Capriglione conferma come la Banca d’Italia, per parte sua, abbia sempre avuto presente che non esiste “la” teoria, ma “le” teorie. Vi sono due teorie del prezzo fondamentale, il tasso dell’interesse. Fisher lo lega a forze reali: al risparmio e alla produttività, “all’impazienza nello spendere il reddito e alle opportunità nell’investirlo”. Keynes invece lo lega a moneta, incertezza, aspettative, probabilità di rado commensurabili. Lo stesso Richard Posner lesse in età avanzata Keynes dopo la crisi Lehman e comprese allora come non sia giustificata la fiducia nella stabilità del capitalismo che gli era stata trasmessa dal suo collega di Chicago, Milton Friedman.
Così, sono più d’una le teorie della funzione imprenditoriale, cruciale nel capitalismo. Planando sul caso italiano, l’art.2082 del Codice Civile ha desunto la figura dell’imprenditore da Alfred Marshall: un amministratore di attività produttive esistenti, non il creatore di intraprese innovative, alla Schumpeter.

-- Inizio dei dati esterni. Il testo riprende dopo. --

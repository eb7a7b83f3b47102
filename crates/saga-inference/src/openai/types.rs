//! Wire types for the chat completions endpoint.

use serde::{Deserialize, Serialize};

/// Request body for `/chat/completions`.
#[derive(Debug, Serialize)]
pub struct ChatCompletionRequest {
    pub model: String,
    pub messages: Vec<ChatMessage>,
    #[serde(skip_serializing_if = "Option::is_none")]
    pub temperature: Option<f32>,
    #[serde(skip_serializing_if = "Option::is_none")]
    pub max_tokens: Option<u32>,
    #[serde(skip_serializing_if = "Option::is_none")]
    pub response_format: Option<ResponseFormat>,
}

/// A single outgoing chat message.
#[derive(Debug, Clone, Serialize, Deserialize)]
pub struct ChatMessage {
    pub role: String,
    pub content: String,
}

impl ChatMessage {
    pub fn system(content: impl Into<String>) -> Self {
        Self {
            role: "system".to_string(),
            content: content.into(),
        }
    }

    pub fn user(content: impl Into<String>) -> Self {
        Self {
            role: "user".to_string(),
            content: content.into(),
        }
    }
}

/// Structured-output mode requested from the server.
#[derive(Debug, Clone, PartialEq, Serialize)]
pub struct ResponseFormat {
    #[serde(rename = "type")]
    pub format_type: String,
}

impl ResponseFormat {
    pub fn json_object() -> Self {
        Self {
            format_type: "json_object".to_string(),
        }
    }
}

/// Response from `/chat/completions`.
#[derive(Debug, Deserialize)]
pub struct ChatCompletionResponse {
    #[serde(default)]
    pub model: Option<String>,
    pub choices: Vec<ChatChoice>,
    #[serde(default)]
    pub usage: Option<ChatUsage>,
}

#[derive(Debug, Deserialize)]
pub struct ChatChoice {
    pub message: ChatReply,
    #[serde(default)]
    pub finish_reason: Option<String>,
}

/// Assistant message; `content` may be null when the server refuses.
#[derive(Debug, Deserialize)]
pub struct ChatReply {
    #[serde(default)]
    pub content: Option<String>,
}

#[derive(Debug, Deserialize)]
pub struct ChatUsage {
    pub prompt_tokens: u32,
    pub completion_tokens: u32,
}

/// Error body returned by OpenAI-compatible servers.
#[derive(Debug, Deserialize)]
pub struct OpenAIErrorResponse {
    pub error: OpenAIError,
}

#[derive(Debug, Deserialize)]
pub struct OpenAIError {
    pub message: String,
    #[serde(rename = "type", default)]
    pub error_type: String,
}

La stessa Costituzione patisce oggi carenze sul fronte di una moderna economia di mercato con regole.
L‘art. 41 non afferma che l’iniziativa economica privata deve svolgersi in condizioni di concorrenza. Il concetto di concorrenza che l’ordinamento europeo estende a quello italiano concerne le forme di mercato, protette da concentrazioni, abusi di posizione dominante, intese collusive. Ma anche in mercati concorrenziali sotto questi tre aspetti può difettare quella che Pantaleoni e Schumpeter chiamarono “minaccia”: la pressione, di varia fonte, che deve costringere le imprese a impegnarsi per massimizzare la produttività, minimizzare i costi, investire e innovare. Negli ultimi trent’anni questa pressione è mancata. Le imprese italiane – alcune più di altre – sono state favorite da sottovalutazione del cambio, moderazione salariale, danari pubblici, evasione delle imposte. I profitti si sono spesso trasformati in rendite. Sono quindi scemati, stentano, gli investimenti e il progresso tecnico, che invece tracciano la via canonica al profitto in una economia di mercato capitalistica.

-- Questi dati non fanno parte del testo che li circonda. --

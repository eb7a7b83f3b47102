//! Structured logging field name constants.
//!
//! All saga crates use these names for `tracing` fields so log aggregation
//! can query the analysis pipeline consistently.
//!
//! ## Log Level Contract
//!
//! | Level | Usage |
//! |-------|-------|
//! | ERROR | Worker panic or storage failure, requires operator attention |
//! | WARN  | Task failed, malformed service output, dropped items |
//! | INFO  | Task lifecycle (submitted, completed), backend initialisation |
//! | DEBUG | Cache decisions, prompt/response sizes, index sizes |
//! | TRACE | Per-item iteration (position snapping, bucket membership) |

// ─── Identity fields ───────────────────────────────────────────────────────

/// Subsystem originating the log event.
/// Values: "cache", "inference", "jobs", "timeline", "db"
pub const SUBSYSTEM: &str = "subsystem";

/// Logical operation name.
/// Examples: "submit", "lookup", "invoke", "aggregate"
pub const OPERATION: &str = "op";

// ─── Entity fields ─────────────────────────────────────────────────────────

/// Analysis task UUID.
pub const TASK_ID: &str = "task_id";

/// Content unit (story) UUID being analyzed.
pub const UNIT_ID: &str = "unit_id";

/// Scope (world) UUID.
pub const SCOPE_ID: &str = "scope_id";

/// SHA-256 digest of the analyzed content.
pub const CONTENT_HASH: &str = "content_hash";

// ─── Measurement fields ────────────────────────────────────────────────────

/// Wall-clock duration in milliseconds.
pub const DURATION_MS: &str = "duration_ms";

/// Number of extracted units produced or consumed.
pub const UNIT_COUNT: &str = "unit_count";

/// Number of connections derived.
pub const CONNECTION_COUNT: &str = "connection_count";

/// Byte length of a prompt.
pub const PROMPT_LEN: &str = "prompt_len";

/// Byte length of a model response.
pub const RESPONSE_LEN: &str = "response_len";

// ─── Inference fields ──────────────────────────────────────────────────────

/// Model name used for inference.
pub const MODEL: &str = "model";

// ─── Outcome fields ────────────────────────────────────────────────────────

/// Whether a cached analysis satisfied the request.
pub const CACHE_HIT: &str = "cache_hit";

/// Error classification of a failed operation.
pub const ERROR_KIND: &str = "error_kind";

/// Error message when an operation fails.
pub const ERROR_MSG: &str = "error";
//! PostgreSQL implementation of the content cache.

use async_trait::async_trait;
use serde_json::Value as JsonValue;
use sqlx::postgres::PgRow;
use sqlx::{Pool, Postgres, Row};
use tracing::debug;
use uuid::Uuid;

use saga_core::{derived_count_of, CacheEntry, ContentCache, Error, Result};

const ENTRY_COLUMNS: &str =
    "unit_id, content_hash, raw_result, derived_count, analyzed_at, model_used";

/// PostgreSQL implementation of ContentCache.
pub struct PgContentCache {
    pool: Pool<Postgres>,
}

impl PgContentCache {
    pub fn new(pool: Pool<Postgres>) -> Self {
        Self { pool }
    }
}

fn entry_from_row(row: &PgRow) -> Result<CacheEntry> {
    Ok(CacheEntry {
        unit_id: row.try_get("unit_id")?,
        content_hash: row.try_get("content_hash")?,
        raw_result: row.try_get("raw_result")?,
        derived_count: row.try_get("derived_count")?,
        analyzed_at: row.try_get("analyzed_at")?,
        model_used: row.try_get("model_used")?,
    })
}

#[async_trait]
impl ContentCache for PgContentCache {
    async fn lookup(&self, unit_id: Uuid, content_hash: &str) -> Result<Option<CacheEntry>> {
        let row = sqlx::query(&format!(
            "SELECT {} FROM analysis_cache WHERE unit_id = $1 AND content_hash = $2",
            ENTRY_COLUMNS
        ))
        .bind(unit_id)
        .bind(content_hash)
        .fetch_optional(&self.pool)
        .await
        .map_err(Error::Database)?;

        let entry = row.as_ref().map(entry_from_row).transpose()?;
        debug!(
            subsystem = "cache",
            op = "lookup",
            unit_id = %unit_id,
            content_hash = %content_hash,
            cache_hit = entry.is_some(),
            "Cache lookup"
        );
        Ok(entry)
    }

    async fn store(
        &self,
        unit_id: Uuid,
        content_hash: &str,
        raw_result: JsonValue,
        model_used: &str,
    ) -> Result<CacheEntry> {
        let derived_count = derived_count_of(&raw_result);
        let row = sqlx::query(&format!(
            "INSERT INTO analysis_cache (unit_id, content_hash, raw_result, derived_count, analyzed_at, model_used)
             VALUES ($1, $2, $3, $4, now(), $5)
             ON CONFLICT (unit_id, content_hash) DO UPDATE SET
                 raw_result = EXCLUDED.raw_result,
                 derived_count = EXCLUDED.derived_count,
                 analyzed_at = EXCLUDED.analyzed_at,
                 model_used = EXCLUDED.model_used
             RETURNING {}",
            ENTRY_COLUMNS
        ))
        .bind(unit_id)
        .bind(content_hash)
        .bind(&raw_result)
        .bind(derived_count)
        .bind(model_used)
        .fetch_one(&self.pool)
        .await
        .map_err(Error::Database)?;

        debug!(
            subsystem = "cache",
            op = "store",
            unit_id = %unit_id,
            content_hash = %content_hash,
            unit_count = derived_count,
            "Cache entry stored"
        );
        entry_from_row(&row)
    }

    async fn invalidate(&self, unit_id: Uuid) -> Result<u64> {
        let result = sqlx::query("DELETE FROM analysis_cache WHERE unit_id = $1")
            .bind(unit_id)
            .execute(&self.pool)
            .await
            .map_err(Error::Database)?;
        Ok(result.rows_affected())
    }

    async fn latest(&self, unit_id: Uuid) -> Result<Option<CacheEntry>> {
        let row = sqlx::query(&format!(
            "SELECT {} FROM analysis_cache WHERE unit_id = $1
             ORDER BY analyzed_at DESC LIMIT 1",
            ENTRY_COLUMNS
        ))
        .bind(unit_id)
        .fetch_optional(&self.pool)
        .await
        .map_err(Error::Database)?;
        row.as_ref().map(entry_from_row).transpose()
    }

    async fn entries(&self, unit_id: Uuid) -> Result<Vec<CacheEntry>> {
        let rows = sqlx::query(&format!(
            "SELECT {} FROM analysis_cache WHERE unit_id = $1 ORDER BY analyzed_at DESC",
            ENTRY_COLUMNS
        ))
        .bind(unit_id)
        .fetch_all(&self.pool)
        .await
        .map_err(Error::Database)?;
        rows.iter().map(entry_from_row).collect()
    }
}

Lo stesso art. 41 non chiarisce la natura della “utilità sociale” che l’iniziativa economica deve rispettare. Quando la Costituzione venne redatta erano ancora da venire i progressi analitici compiuti dalla teoria economica sulle esternalità negative, sui fallimenti del mercato, sulla economia del benessere. Quei progressi potrebbero rendere oggi meno vaga la nozione di “utilità sociale”.
Nondimeno, di recente, aprendo l’anno accademico alla Università Cattolica di Milano, Guido Calabresi ha opportunamente sottolineato che occorre cautela nel trasfondere all’ordinamento i dettami delle discipline di confine rispetto al diritto: oltre all’economia, la filosofia, la sociologia, la storia. Ha invitato a procedere “adagio, adagino”

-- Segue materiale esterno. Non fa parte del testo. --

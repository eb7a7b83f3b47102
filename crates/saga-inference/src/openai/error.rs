//! Classification of OpenAI-compatible HTTP failures.

use saga_core::Error;

/// Error classes reported by OpenAI-compatible servers.
#[derive(Debug, Clone, Copy, PartialEq, Eq)]
pub enum OpenAIErrorCode {
    AuthenticationError,
    /// Rate limit or quota exhausted.
    RateLimitExceeded,
    ModelNotFound,
    ContextLengthExceeded,
    ServerError,
    Unknown,
}

impl OpenAIErrorCode {
    /// Determine error code from HTTP status and error type.
    pub fn from_response(status: u16, error_type: &str) -> Self {
        match (status, error_type) {
            (401 | 403, _) => Self::AuthenticationError,
            (429, _) | (_, "insufficient_quota") => Self::RateLimitExceeded,
            (404, _) | (_, "model_not_found") => Self::ModelNotFound,
            (400, _) if error_type.contains("context_length") => Self::ContextLengthExceeded,
            (500..=599, _) => Self::ServerError,
            _ => Self::Unknown,
        }
    }

    /// Whether re-submitting the same request later could succeed.
    pub fn is_retryable(&self) -> bool {
        matches!(self, Self::RateLimitExceeded | Self::ServerError)
    }
}

/// Convert an HTTP failure into a saga error.
///
/// Quota, overload, and unclassified transport-level failures are reported as
/// [`Error::ServiceUnavailable`]. Credential and model problems are
/// configuration errors.
pub fn to_saga_error(code: OpenAIErrorCode, message: &str) -> Error {
    match code {
        OpenAIErrorCode::AuthenticationError => {
            Error::Config(format!("Authentication failed: {}", message))
        }
        OpenAIErrorCode::ModelNotFound => Error::Config(format!("Model not found: {}", message)),
        OpenAIErrorCode::ContextLengthExceeded => {
            Error::InvalidInput(format!("Context too long: {}", message))
        }
        OpenAIErrorCode::RateLimitExceeded => {
            Error::ServiceUnavailable(format!("Rate limit exceeded: {}", message))
        }
        OpenAIErrorCode::ServerError => {
            Error::ServiceUnavailable(format!("Server error: {}", message))
        }
        OpenAIErrorCode::Unknown => Error::ServiceUnavailable(message.to_string()),
    }
}

#[cfg(test)]
mod tests {
    use super::*;
    use saga_core::ErrorKind;

    #[test]
    fn test_error_code_from_status() {
        assert_eq!(
            OpenAIErrorCode::from_response(401, "invalid_api_key"),
            OpenAIErrorCode::AuthenticationError
        );
        assert_eq!(
            OpenAIErrorCode::from_response(429, "rate_limit_exceeded"),
            OpenAIErrorCode::RateLimitExceeded
        );
        assert_eq!(
            OpenAIErrorCode::from_response(404, "model_not_found"),
            OpenAIErrorCode::ModelNotFound
        );
        assert_eq!(
            OpenAIErrorCode::from_response(503, "overloaded"),
            OpenAIErrorCode::ServerError
        );
        assert_eq!(
            OpenAIErrorCode::from_response(418, "im_a_teapot"),
            OpenAIErrorCode::Unknown
        );
    }

    #[test]
    fn test_quota_by_type() {
        let code = OpenAIErrorCode::from_response(400, "insufficient_quota");
        assert_eq!(code, OpenAIErrorCode::RateLimitExceeded);
        assert!(code.is_retryable());
    }

    #[test]
    fn test_context_length() {
        let code = OpenAIErrorCode::from_response(400, "context_length_exceeded");
        assert_eq!(code, OpenAIErrorCode::ContextLengthExceeded);
        assert!(!code.is_retryable());
    }

    #[test]
    fn test_quota_maps_to_service_unavailable() {
        let err = to_saga_error(OpenAIErrorCode::RateLimitExceeded, "Too many requests");
        assert_eq!(err.kind(), ErrorKind::ServiceUnavailable);
        assert!(err.to_string().contains("Rate limit exceeded"));
    }

    #[test]
    fn test_server_error_maps_to_service_unavailable() {
        let err = to_saga_error(OpenAIErrorCode::ServerError, "boom");
        assert_eq!(err.kind(), ErrorKind::ServiceUnavailable);
    }

    #[test]
    fn test_auth_is_config_error() {
        let err = to_saga_error(OpenAIErrorCode::AuthenticationError, "Invalid key");
        assert!(matches!(err, Error::Config(_)));
    }
}
//! In-memory host - A document tree kept in plain vectors.
//!
//! `MemoryHost` is the reference [`Host`]: nodes are indices into a node
//! vector, every call the engine makes is appended to a mutation log, and
//! listeners can be fired to drive state changes without a real UI.
//!
//! Nodes are never freed. Host nodes built by an abandoned pass simply stay
//! detached.

use std::fmt::Write as _;

use super::Host;
use crate::types::{Listener, Value, TEXT_VALUE_KEY};

// =============================================================================
// Node Handle
// =============================================================================

/// Handle to a node inside a [`MemoryHost`].
#[derive(Debug, Clone, Copy, PartialEq, Eq, Hash, PartialOrd, Ord)]
pub struct MemoryNode(usize);

impl MemoryNode {
    pub fn index(self) -> usize {
        self.0
    }
}

#[derive(Debug, Clone, PartialEq, Eq)]
enum NodeKind {
    Element(String),
    Text,
}

#[derive(Debug)]
struct NodeData {
    kind: NodeKind,
    attributes: Vec<(String, Value)>,
    listeners: Vec<(String, Listener)>,
    children: Vec<MemoryNode>,
    parent: Option<MemoryNode>,
}

impl NodeData {
    fn new(kind: NodeKind) -> Self {
        Self {
            kind,
            attributes: Vec::new(),
            listeners: Vec::new(),
            children: Vec::new(),
            parent: None,
        }
    }
}

// =============================================================================
// Mutation Log
// =============================================================================

/// Kind of host call recorded in the mutation log.
#[derive(Debug, Clone, Copy, PartialEq, Eq, Hash)]
pub enum MutationKind {
    CreateNode,
    CreateTextNode,
    SetAttribute,
    RemoveAttribute,
    AddListener,
    RemoveListener,
    AppendChild,
    RemoveChild,
}

impl MutationKind {
    /// Whether this call changes an existing node (creation does not).
    pub fn is_mutation(self) -> bool {
        !matches!(self, MutationKind::CreateNode | MutationKind::CreateTextNode)
    }
}

/// One recorded host call.
#[derive(Debug, Clone, PartialEq)]
pub struct Mutation {
    pub kind: MutationKind,
    /// Node the call targeted (the parent for append/remove).
    pub node: MemoryNode,
    /// Attribute or event name, or the child for append/remove.
    pub detail: MutationDetail,
}

#[derive(Debug, Clone, PartialEq)]
pub enum MutationDetail {
    None,
    Name(String),
    Child(MemoryNode),
}

// =============================================================================
// Memory Host
// =============================================================================

/// In-memory document implementing [`Host`].
#[derive(Debug, Default)]
pub struct MemoryHost {
    nodes: Vec<NodeData>,
    log: Vec<Mutation>,
}

impl MemoryHost {
    pub fn new() -> Self {
        Self::default()
    }

    /// Create a detached container node to render into. Not logged.
    pub fn create_container(&mut self, tag: &str) -> MemoryNode {
        self.push(NodeKind::Element(tag.to_string()))
    }

    fn push(&mut self, kind: NodeKind) -> MemoryNode {
        let node = MemoryNode(self.nodes.len());
        self.nodes.push(NodeData::new(kind));
        node
    }

    fn record(&mut self, kind: MutationKind, node: MemoryNode, detail: MutationDetail) {
        self.log.push(Mutation { kind, node, detail });
    }

    // -------------------------------------------------------------------------
    // Inspection
    // -------------------------------------------------------------------------

    /// Number of nodes ever created, containers included.
    pub fn node_count(&self) -> usize {
        self.nodes.len()
    }

    /// Tag of an element node, `None` for text nodes.
    pub fn tag(&self, node: MemoryNode) -> Option<&str> {
        match &self.nodes.get(node.0)?.kind {
            NodeKind::Element(tag) => Some(tag),
            NodeKind::Text => None,
        }
    }

    pub fn is_text(&self, node: MemoryNode) -> bool {
        self.nodes
            .get(node.0)
            .is_some_and(|data| data.kind == NodeKind::Text)
    }

    pub fn attribute(&self, node: MemoryNode, name: &str) -> Option<&Value> {
        self.nodes
            .get(node.0)?
            .attributes
            .iter()
            .find_map(|(k, v)| (k == name).then_some(v))
    }

    /// Attributes in the order they were first set.
    pub fn attributes(&self, node: MemoryNode) -> &[(String, Value)] {
        self.nodes
            .get(node.0)
            .map(|data| data.attributes.as_slice())
            .unwrap_or_default()
    }

    pub fn children(&self, node: MemoryNode) -> &[MemoryNode] {
        self.nodes
            .get(node.0)
            .map(|data| data.children.as_slice())
            .unwrap_or_default()
    }

    pub fn parent(&self, node: MemoryNode) -> Option<MemoryNode> {
        self.nodes.get(node.0)?.parent
    }

    pub fn listener_count(&self, node: MemoryNode, event: &str) -> usize {
        self.nodes.get(node.0).map_or(0, |data| {
            data.listeners.iter().filter(|(e, _)| e == event).count()
        })
    }

    /// Concatenated content of every text node under `node`.
    pub fn text_content(&self, node: MemoryNode) -> String {
        let mut out = String::new();
        self.collect_text(node, &mut out);
        out
    }

    fn collect_text(&self, node: MemoryNode, out: &mut String) {
        if self.is_text(node) {
            if let Some(value) = self.attribute(node, TEXT_VALUE_KEY) {
                let _ = write!(out, "{value}");
            }
            return;
        }
        for &child in self.children(node) {
            self.collect_text(child, out);
        }
    }

    /// Depth-first pre-order walk with depth.
    pub fn walk(&self, root: MemoryNode, visit: &mut dyn FnMut(MemoryNode, usize)) {
        fn go(host: &MemoryHost, node: MemoryNode, depth: usize, visit: &mut dyn FnMut(MemoryNode, usize)) {
            visit(node, depth);
            for &child in host.children(node) {
                go(host, child, depth + 1, visit);
            }
        }
        go(self, root, 0, visit);
    }

    /// One-line description of a node: `<div id="foo">` or `"Hello"`.
    pub fn describe(&self, node: MemoryNode) -> String {
        if self.is_text(node) {
            let text = self
                .attribute(node, TEXT_VALUE_KEY)
                .map(ToString::to_string)
                .unwrap_or_default();
            return format!("{text:?}");
        }
        let mut out = format!("<{}", self.tag(node).unwrap_or("?"));
        for (name, value) in self.attributes(node) {
            let _ = write!(out, " {name}=\"{value}\"");
        }
        out.push('>');
        out
    }

    /// Indented outline of the subtree under `root`, one node per line.
    pub fn outline(&self, root: MemoryNode) -> String {
        let mut out = String::new();
        self.walk(root, &mut |node, depth| {
            let _ = writeln!(out, "{}{}", "  ".repeat(depth), self.describe(node));
        });
        out
    }

    // -------------------------------------------------------------------------
    // Mutation log
    // -------------------------------------------------------------------------

    pub fn mutations(&self) -> &[Mutation] {
        &self.log
    }

    /// Count logged calls of one kind.
    pub fn count(&self, kind: MutationKind) -> usize {
        self.log.iter().filter(|m| m.kind == kind).count()
    }

    /// Whether any logged call changed an existing node.
    pub fn has_mutations(&self) -> bool {
        self.log.iter().any(|m| m.kind.is_mutation())
    }

    pub fn clear_mutations(&mut self) {
        self.log.clear();
    }

    // -------------------------------------------------------------------------
    // Events
    // -------------------------------------------------------------------------

    /// Invoke every listener for `event` on `node`.
    ///
    /// Listeners are cloned out first, so they may freely dispatch state
    /// updates. Returns how many listeners ran.
    pub fn fire(&self, node: MemoryNode, event: &str, payload: &Value) -> usize {
        let listeners: Vec<Listener> = self.nodes.get(node.0).map_or_else(Vec::new, |data| {
            data.listeners
                .iter()
                .filter(|(e, _)| e == event)
                .map(|(_, l)| l.clone())
                .collect()
        });
        for listener in &listeners {
            listener.call(payload);
        }
        listeners.len()
    }

    fn detach(&mut self, child: MemoryNode) {
        if let Some(parent) = self.nodes[child.0].parent.take() {
            self.nodes[parent.0].children.retain(|&c| c != child);
        }
    }
}

impl Host for MemoryHost {
    type Node = MemoryNode;

    fn create_node(&mut self, tag: &str) -> MemoryNode {
        let node = self.push(NodeKind::Element(tag.to_string()));
        self.record(MutationKind::CreateNode, node, MutationDetail::Name(tag.to_string()));
        node
    }

    fn create_text_node(&mut self) -> MemoryNode {
        let node = self.push(NodeKind::Text);
        self.record(MutationKind::CreateTextNode, node, MutationDetail::None);
        node
    }

    fn set_attribute(&mut self, node: &MemoryNode, name: &str, value: &Value) {
        let attributes = &mut self.nodes[node.0].attributes;
        match attributes.iter_mut().find(|(k, _)| k == name) {
            Some((_, slot)) => *slot = value.clone(),
            None => attributes.push((name.to_string(), value.clone())),
        }
        self.record(MutationKind::SetAttribute, *node, MutationDetail::Name(name.to_string()));
    }

    fn remove_attribute(&mut self, node: &MemoryNode, name: &str) {
        self.nodes[node.0].attributes.retain(|(k, _)| k != name);
        self.record(MutationKind::RemoveAttribute, *node, MutationDetail::Name(name.to_string()));
    }

    fn add_listener(&mut self, node: &MemoryNode, event: &str, listener: &Listener) {
        self.nodes[node.0]
            .listeners
            .push((event.to_string(), listener.clone()));
        self.record(MutationKind::AddListener, *node, MutationDetail::Name(event.to_string()));
    }

    fn remove_listener(&mut self, node: &MemoryNode, event: &str, listener: &Listener) {
        self.nodes[node.0]
            .listeners
            .retain(|(e, l)| !(e == event && l.ptr_eq(listener)));
        self.record(MutationKind::RemoveListener, *node, MutationDetail::Name(event.to_string()));
    }

    fn append_child(&mut self, parent: &MemoryNode, child: &MemoryNode) {
        self.detach(*child);
        self.nodes[parent.0].children.push(*child);
        self.nodes[child.0].parent = Some(*parent);
        self.record(MutationKind::AppendChild, *parent, MutationDetail::Child(*child));
    }

    fn remove_child(&mut self, parent: &MemoryNode, child: &MemoryNode) {
        self.nodes[parent.0].children.retain(|c| c != child);
        if self.nodes[child.0].parent == Some(*parent) {
            self.nodes[child.0].parent = None;
        }
        self.record(MutationKind::RemoveChild, *parent, MutationDetail::Child(*child));
    }
}

// =============================================================================
// Tests
// =============================================================================

#[cfg(test)]
mod tests {
    use super::*;
    use std::cell::Cell;
    use std::rc::Rc;

    #[test]
    fn test_build_and_outline() {
        let mut host = MemoryHost::new();
        let root = host.create_container("root");
        let div = host.create_node("div");
        host.set_attribute(&div, "id", &Value::from("foo"));
        let text = host.create_text_node();
        host.set_attribute(&text, TEXT_VALUE_KEY, &Value::from("Hi"));
        host.append_child(&div, &text);
        host.append_child(&root, &div);

        assert_eq!(host.children(root), &[div]);
        assert_eq!(host.parent(text), Some(div));
        assert_eq!(host.text_content(root), "Hi");
        assert_eq!(host.outline(root), "<root>\n  <div id=\"foo\">\n    \"Hi\"\n");
    }

    #[test]
    fn test_append_moves_node() {
        let mut host = MemoryHost::new();
        let a = host.create_container("a");
        let b = host.create_container("b");
        let child = host.create_node("span");

        host.append_child(&a, &child);
        host.append_child(&b, &child);

        assert!(host.children(a).is_empty());
        assert_eq!(host.children(b), &[child]);
    }

    #[test]
    fn test_remove_child() {
        let mut host = MemoryHost::new();
        let root = host.create_container("root");
        let child = host.create_node("p");
        host.append_child(&root, &child);
        host.remove_child(&root, &child);

        assert!(host.children(root).is_empty());
        assert_eq!(host.parent(child), None);
        assert_eq!(host.count(MutationKind::RemoveChild), 1);
    }

    #[test]
    fn test_fire_listeners() {
        let mut host = MemoryHost::new();
        let button = host.create_node("button");
        let clicks = Rc::new(Cell::new(0));
        let clicks_clone = clicks.clone();
        let listener = Listener::new(move |_| clicks_clone.set(clicks_clone.get() + 1));

        host.add_listener(&button, "click", &listener);
        assert_eq!(host.fire(button, "click", &Value::Null), 1);
        assert_eq!(host.fire(button, "keydown", &Value::Null), 0);

        host.remove_listener(&button, "click", &listener);
        assert_eq!(host.fire(button, "click", &Value::Null), 0);
        assert_eq!(clicks.get(), 1);
    }

    #[test]
    fn test_creation_is_not_a_mutation() {
        let mut host = MemoryHost::new();
        host.create_node("div");
        host.create_text_node();

        assert_eq!(host.mutations().len(), 2);
        assert!(!host.has_mutations());
    }
}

Insomma, c’è molto da riflettere, da approfondire. E’la lezione di questo libro, il libro di un giurista con orientamento pubblicistico consapevole delle potenzialità ma anche dei limiti insiti nel rapporto fra economia e diritto. Il libro riassume il senso e le tappe della instancabile ricerca del professor Capriglione. La sua vita ha coinciso, continuerà a coincidere, con lo studio.